Just finished up The Misadventures of Awkward Black Girl, still listening to Order of the Phoenix (I seriously may re-listen and then do my own readalong about it, because OMG I want to discuss the stupidest smallest details as well as bigger things such as Ron being swell), and going to start Between the World and Me that a co-worker is lending me.

Work is hosting a private screening of Hidden Figures along with a panel discussion about the importance of STEM, and I am PRETTY EXCITED about that. Otherwise, it's the usual stuff. I have sort of soured on The League in its last season(s). I've learned that where I have trouble DNF-ing books, I am 100% cool with dropping a TV show the second it no longer interests me. So while I'm cool stopping right now, we're still finishing it cos Tom is a completionist. I also watched the first episode of The Santa Clarita Diet and I am undecided if I'll watch anymore. I didn't hate it, and I am a FAN of most of the cast, but eh.

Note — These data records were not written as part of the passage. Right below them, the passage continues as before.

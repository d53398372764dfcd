//! Combination operators over geometries.
//!
//! Concatenation follows the PostGIS collection rules: members of the same
//! base class merge into the matching multigeometry, a single geometry and
//! its multi class merge likewise, and any other pairing produces a
//! geometry collection. An operand that already is a collection contributes
//! its members.

use crate::error::{PggeomError, Result};
use crate::geometry::Geometry;
use crate::model::{
    GeometryCollection, GeometryValue, MultiLineString, MultiPoint, MultiPolygon,
};

fn merge_srid(a: Option<i32>, b: Option<i32>) -> Result<Option<i32>> {
    match (a, b) {
        (Some(a), Some(b)) if a != b => Err(PggeomError::Srid(format!(
            "cannot combine geometries with SRIDs {a} and {b}"
        ))),
        (Some(a), _) => Ok(Some(a)),
        (_, b) => Ok(b),
    }
}

pub(crate) fn concat(a: Geometry, b: Geometry) -> Result<Geometry> {
    use GeometryValue as V;
    let a = a.into_value()?;
    let b = b.into_value()?;
    let out = match (a, b) {
        (V::Point(a), V::Point(b)) => V::MultiPoint(MultiPoint::new(vec![a, b], None)?),
        (V::Point(a), V::MultiPoint(b)) => {
            let srid = merge_srid(a.head.srid, b.head.srid)?;
            let mut points = vec![a];
            points.extend(b.points);
            V::MultiPoint(MultiPoint::new(points, srid)?)
        }
        (V::MultiPoint(a), V::Point(b)) => {
            let srid = merge_srid(a.head.srid, b.head.srid)?;
            let mut points = a.points;
            points.push(b);
            V::MultiPoint(MultiPoint::new(points, srid)?)
        }
        (V::MultiPoint(a), V::MultiPoint(b)) => {
            let srid = merge_srid(a.head.srid, b.head.srid)?;
            let mut points = a.points;
            points.extend(b.points);
            V::MultiPoint(MultiPoint::new(points, srid)?)
        }
        (V::LineString(a), V::LineString(b)) => {
            V::MultiLineString(MultiLineString::new(vec![a, b], None)?)
        }
        (V::LineString(a), V::MultiLineString(b)) => {
            let srid = merge_srid(a.head.srid, b.head.srid)?;
            let mut lines = vec![a];
            lines.extend(b.lines);
            V::MultiLineString(MultiLineString::new(lines, srid)?)
        }
        (V::MultiLineString(a), V::LineString(b)) => {
            let srid = merge_srid(a.head.srid, b.head.srid)?;
            let mut lines = a.lines;
            lines.push(b);
            V::MultiLineString(MultiLineString::new(lines, srid)?)
        }
        (V::MultiLineString(a), V::MultiLineString(b)) => {
            let srid = merge_srid(a.head.srid, b.head.srid)?;
            let mut lines = a.lines;
            lines.extend(b.lines);
            V::MultiLineString(MultiLineString::new(lines, srid)?)
        }
        (V::Polygon(a), V::Polygon(b)) => V::MultiPolygon(MultiPolygon::new(vec![a, b], None)?),
        (V::Polygon(a), V::MultiPolygon(b)) => {
            let srid = merge_srid(a.head.srid, b.head.srid)?;
            let mut polygons = vec![a];
            polygons.extend(b.polygons);
            V::MultiPolygon(MultiPolygon::new(polygons, srid)?)
        }
        (V::MultiPolygon(a), V::Polygon(b)) => {
            let srid = merge_srid(a.head.srid, b.head.srid)?;
            let mut polygons = a.polygons;
            polygons.push(b);
            V::MultiPolygon(MultiPolygon::new(polygons, srid)?)
        }
        (V::MultiPolygon(a), V::MultiPolygon(b)) => {
            let srid = merge_srid(a.head.srid, b.head.srid)?;
            let mut polygons = a.polygons;
            polygons.extend(b.polygons);
            V::MultiPolygon(MultiPolygon::new(polygons, srid)?)
        }
        (V::GeometryCollection(a), V::GeometryCollection(b)) => {
            let srid = merge_srid(a.head.srid, b.head.srid)?;
            let mut geometries = a.geometries;
            geometries.extend(b.geometries);
            V::GeometryCollection(GeometryCollection::new(geometries, srid)?)
        }
        (V::GeometryCollection(a), other) => {
            let srid = a.head.srid;
            let mut geometries = a.geometries;
            geometries.push(Geometry::from(other));
            V::GeometryCollection(GeometryCollection::new(geometries, srid)?)
        }
        (other, V::GeometryCollection(b)) => {
            let srid = b.head.srid;
            let mut geometries = vec![Geometry::from(other)];
            geometries.extend(b.geometries);
            V::GeometryCollection(GeometryCollection::new(geometries, srid)?)
        }
        (a, b) => V::GeometryCollection(GeometryCollection::new(
            vec![Geometry::from(a), Geometry::from(b)],
            None,
        )?),
    };
    Ok(Geometry::from(out))
}

impl std::ops::Add for Geometry {
    type Output = Result<Geometry>;

    fn add(self, rhs: Geometry) -> Result<Geometry> {
        concat(self, rhs)
    }
}

impl Geometry {
    /// Append `child` to a multigeometry, dispatching on the runtime class.
    ///
    /// Typed multigeometries only admit their member class; collections
    /// admit anything. SRID and dimensionality are validated as in the
    /// typed `append` methods.
    pub fn append(&mut self, child: impl Into<Geometry>) -> Result<()> {
        let child = child.into();
        match self.value_mut()? {
            GeometryValue::MultiPoint(mp) => match child.into_value()? {
                GeometryValue::Point(p) => mp.append(p),
                other => Err(PggeomError::Collection(format!(
                    "cannot append a {} to a MultiPoint",
                    other.geometry_type().as_str()
                ))),
            },
            GeometryValue::MultiLineString(mls) => match child.into_value()? {
                GeometryValue::LineString(ls) => mls.append(ls),
                other => Err(PggeomError::Collection(format!(
                    "cannot append a {} to a MultiLineString",
                    other.geometry_type().as_str()
                ))),
            },
            GeometryValue::MultiPolygon(mp) => match child.into_value()? {
                GeometryValue::Polygon(p) => mp.append(p),
                other => Err(PggeomError::Collection(format!(
                    "cannot append a {} to a MultiPolygon",
                    other.geometry_type().as_str()
                ))),
            },
            GeometryValue::GeometryCollection(gc) => gc.append(child),
            other => Err(PggeomError::Collection(format!(
                "cannot append to a {}",
                other.geometry_type().as_str()
            ))),
        }
    }
}

#[cfg(test)]
mod test {
    use crate::error::PggeomError;
    use crate::model::{
        GeometryCollection, GeometryType, GeometryValue, LineString, MultiPoint, Point, Polygon,
    };
    use crate::Geometry;

    fn pt(x: f64, y: f64) -> Point {
        Point::new(&[x, y], None).unwrap()
    }

    #[test]
    fn point_arity() {
        assert_eq!(Point::new(&[1.0, 2.0], None).unwrap().z(), None);
        assert_eq!(Point::new(&[1.0, 2.0, 3.0], None).unwrap().z(), Some(3.0));
        // three values are never interpreted as X, Y, M
        assert_eq!(Point::new(&[1.0, 2.0, 3.0], None).unwrap().m(), None);
        let zm = Point::new(&[1.0, 2.0, 3.0, 4.0], None).unwrap();
        assert_eq!((zm.z(), zm.m()), (Some(3.0), Some(4.0)));
        assert!(matches!(
            Point::new(&[1.0], None),
            Err(PggeomError::Coordinate(_))
        ));
        assert!(matches!(
            Point::with_dims(&[1.0, 2.0, 3.0], false, false, None),
            Err(PggeomError::Coordinate(_))
        ));
        let m_only = Point::with_dims(&[1.0, 2.0, 3.0], false, true, None).unwrap();
        assert_eq!((m_only.z(), m_only.m()), (None, Some(3.0)));
    }

    #[test]
    fn member_srid_resolution() {
        // all members bare: container keeps its own
        let mp = MultiPoint::new(vec![pt(0.0, 0.0), pt(1.0, 1.0)], Some(4326)).unwrap();
        assert_eq!(mp.srid(), Some(4326));

        // container adopts the members' common SRID
        let mp = MultiPoint::new(
            vec![
                Point::new(&[0.0, 0.0], Some(4326)).unwrap(),
                Point::new(&[1.0, 1.0], None).unwrap(),
            ],
            None,
        )
        .unwrap();
        assert_eq!(mp.srid(), Some(4326));

        // mismatched member SRIDs fail
        assert!(matches!(
            MultiPoint::new(
                vec![
                    Point::new(&[0.0, 0.0], Some(4326)).unwrap(),
                    Point::new(&[1.0, 1.0], Some(3857)).unwrap(),
                ],
                None,
            ),
            Err(PggeomError::Srid(_))
        ));
    }

    #[test]
    fn mixed_member_dimensionality() {
        assert!(matches!(
            MultiPoint::new(
                vec![pt(0.0, 0.0), Point::new(&[1.0, 1.0, 1.0], None).unwrap()],
                None
            ),
            Err(PggeomError::Dimensionality(_))
        ));
        assert!(matches!(
            LineString::new(
                vec![pt(0.0, 0.0), Point::new(&[1.0, 1.0, 1.0], None).unwrap()],
                None
            ),
            Err(PggeomError::Dimensionality(_))
        ));
    }

    #[test]
    fn vertex_srid_is_not_authoritative() {
        let ls = LineString::new(
            vec![
                Point::new(&[0.0, 0.0], Some(4326)).unwrap(),
                Point::new(&[1.0, 1.0], Some(3857)).unwrap(),
            ],
            None,
        )
        .unwrap();
        assert_eq!(ls.srid(), None);
    }

    #[test]
    fn dimension_lift() {
        let mut mp = MultiPoint::new(vec![pt(0.0, 0.0), pt(1.0, 1.0)], None).unwrap();
        mp.set_dimz(true).unwrap();
        assert!(mp.dimz());
        assert!(mp.points().iter().all(|p| p.z() == Some(0.0)));
        // lowering a declared dimension is rejected
        assert!(matches!(
            mp.set_dimz(false),
            Err(PggeomError::Dimensionality(_))
        ));
        // lowering an undeclared one is a no-op
        mp.set_dimm(false).unwrap();
    }

    #[test]
    fn append_and_pop() {
        let mut mp = MultiPoint::new(vec![pt(0.0, 0.0)], Some(4326)).unwrap();
        mp.append(Point::new(&[1.0, 1.0], Some(4326)).unwrap()).unwrap();
        assert_eq!(mp.len(), 2);
        assert!(matches!(
            mp.append(Point::new(&[2.0, 2.0], Some(3857)).unwrap()),
            Err(PggeomError::Srid(_))
        ));
        assert!(matches!(
            mp.append(Point::new(&[2.0, 2.0, 2.0], None).unwrap()),
            Err(PggeomError::Dimensionality(_))
        ));
        assert_eq!(mp.pop().unwrap().x(), 1.0);
        assert_eq!(mp.remove(0).unwrap().x(), 0.0);
        assert!(mp.remove(0).is_none());
    }

    #[test]
    fn typed_append_dispatch() {
        let mut g = Geometry::from(MultiPoint::new(vec![pt(0.0, 0.0)], None).unwrap());
        g.append(pt(1.0, 1.0)).unwrap();
        assert!(matches!(
            g.append(LineString::new(vec![pt(0.0, 0.0), pt(1.0, 1.0)], None).unwrap()),
            Err(PggeomError::Collection(_))
        ));
        let mut p = Geometry::from(pt(0.0, 0.0));
        assert!(matches!(
            p.append(pt(1.0, 1.0)),
            Err(PggeomError::Collection(_))
        ));
    }

    #[test]
    fn concat_same_class() {
        let g = (Geometry::from(pt(0.0, 0.0)) + Geometry::from(pt(1.0, 1.0))).unwrap();
        assert_eq!(g.geometry_type(), GeometryType::MultiPoint);

        let mp = Geometry::from(MultiPoint::new(vec![pt(0.0, 0.0)], None).unwrap());
        let g = (mp + Geometry::from(pt(1.0, 1.0))).unwrap();
        let GeometryValue::MultiPoint(mp) = g.into_value().unwrap() else {
            panic!("expected a MultiPoint");
        };
        assert_eq!(mp.len(), 2);
    }

    #[test]
    fn concat_single_with_multi_polygon() {
        let ring = LineString::new(
            vec![pt(0.0, 0.0), pt(1.0, 0.0), pt(1.0, 1.0), pt(0.0, 0.0)],
            None,
        )
        .unwrap();
        let poly = Polygon::new(vec![ring], None).unwrap();
        let mp = crate::MultiPolygon::new(vec![poly.clone()], None).unwrap();
        let g = (Geometry::from(poly) + Geometry::from(mp)).unwrap();
        assert_eq!(g.geometry_type(), GeometryType::MultiPolygon);
    }

    #[test]
    fn concat_unrelated_classes() {
        let ls = LineString::new(vec![pt(0.0, 0.0), pt(1.0, 1.0)], None).unwrap();
        let g = (Geometry::from(pt(0.0, 0.0)) + Geometry::from(ls)).unwrap();
        assert_eq!(g.geometry_type(), GeometryType::GeometryCollection);
    }

    #[test]
    fn concat_with_collection_flattens() {
        let gc = GeometryCollection::new(vec![Geometry::from(pt(0.0, 0.0))], None).unwrap();
        let g = (Geometry::from(gc) + Geometry::from(pt(1.0, 1.0))).unwrap();
        let GeometryValue::GeometryCollection(gc) = g.into_value().unwrap() else {
            panic!("expected a GeometryCollection");
        };
        assert_eq!(gc.len(), 2);
    }

    #[test]
    fn concat_srid_conflict() {
        let a = Geometry::from(Point::new(&[0.0, 0.0], Some(4326)).unwrap());
        let b = Geometry::from(Point::new(&[1.0, 1.0], Some(3857)).unwrap());
        assert!(matches!(a + b, Err(PggeomError::Srid(_))));
    }
}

I essentially keep going back and forth between My Favorite Murder and the Moana soundtrack, which makes for strange bedfellows, but there you go.

Friday, February 24, 2017

Audiobooks, what makes a good one?

Over the past year I have gotten into podcasts and audiobooks. Previously I had trouble getting into them. I mean, there were exceptions to that rule (and I will recommend the World War Z audiobook again and again and again, and I had listened to Welcome to Night Vale but even that was few and far between) but in general I couldn't get into just listening to something.

But now? Now I'm almost constantly listening to something. It started in our new house that the kitchen is separated from the living room. In our old place I couldn't see the TV from the kitchen, but I could hear and frankly I didn't so much care what was on, I just wanted some background. But in our current place, unless I BLASTED the volume, I couldn't hear the TV and at that point I realized podcasts are the perfect solution.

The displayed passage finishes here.